How much do therapists make by state?

Therapist pay varies more by role and state than almost any other factor. Across the official Bureau of Labor Statistics wage data:

  • Mental health and substance abuse counselors and clinical social workers often post medians in the $45,000–$75,000 range.
  • Marriage and family therapists tend to land somewhat higher.
  • Clinical and counseling psychologists frequently earn $90,000–$120,000 or more.

High-cost-of-living states sit at the top of each range, but so do some rural states with provider shortages. To see the exact median, mean, and 10th-to-90th-percentile wages for any role in any state, use the free therapist salary by state tool.

Which role earns the most?

Among the common behavioral-health roles, the rough order from highest to lowest median wage is:

  1. Clinical and counseling psychologists
  2. Marriage and family therapists
  3. Mental health and substance abuse social workers
  4. Mental health and substance abuse counselors
  5. Rehabilitation counselors

Licensure level explains much of the spread — doctoral-level roles command more than master's-level ones — but state and setting matter just as much.

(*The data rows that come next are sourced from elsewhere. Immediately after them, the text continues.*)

// ASTRA res-file reader
// Main library entry point

pub mod core;

// Re-export main types
pub use crate::core::error::{ResError, Result};
pub use crate::core::format::{
    Diagnostic, Frame, Header, HeaderSummary, OutputCatalog, Profile, ProfileView, TimeSeries,
};
pub use crate::core::reader::{FrameSelector, ResFile, VarKey};

#[cfg(test)]
mod tests {
    #[test]
    fn test_constants() {
        use crate::core::constants::*;
        assert_eq!(SIGNATURE.len(), MAX_SIGNATURE_LEN as usize);
        assert!(SIGNATURE.chars().all(|c| c == '^'));
        assert_eq!(RADIAL_PREFIX.len(), 7);
        assert_eq!(TIME_PREFIX, ["#time"]);
    }
}
use axum::Router;
use tracing::{error, info, Level};

mod client;
mod models;
mod routes;
mod state;
mod utils;

use crate::state::app_state::AppState;
use crate::utils::conf_helper::{get_cached_config, init_config_and_bind};

#[tokio::main]
async fn main() -> anyhow::Result<()> {
    tracing_subscriber::fmt()
        .with_max_level(Level::INFO)
        .init();

    let state = AppState::new();

    // === CONFIG + LISTENER ===
    let listener = init_config_and_bind().await?;

    let config = get_cached_config();

    info!(
        "Server initialized on {}:{}",
        config.connection.ip, config.connection.port
    );

    if let Err(e) = client::register::register().await {
        error!("Running without core registration: {:#}", e);
    }

    tokio::spawn(async {
        crate::client::register::start_heartbeat().await;
    });

    let app = Router::new()
        .merge(routes::info_routes::health_routes(state.clone()))
        .merge(routes::data_routes::data_routes(state));

    axum::serve(listener, app).await?;
    Ok(())
}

The most important caveat: wages are a floor, not your fee

This is the number that trips people up. BLS measures what employed therapists earn — clinicians on a W-2 at an agency, hospital, or group practice. It does not measure what a private-pay practice charges or what a solo owner takes home.

The two can be very different. A counselor on staff in your state might have a median wage of $60,000. The same clinician in cash-pay private practice, billing $150–$200 a session, can earn well beyond that — because they keep the margin an employer would otherwise take.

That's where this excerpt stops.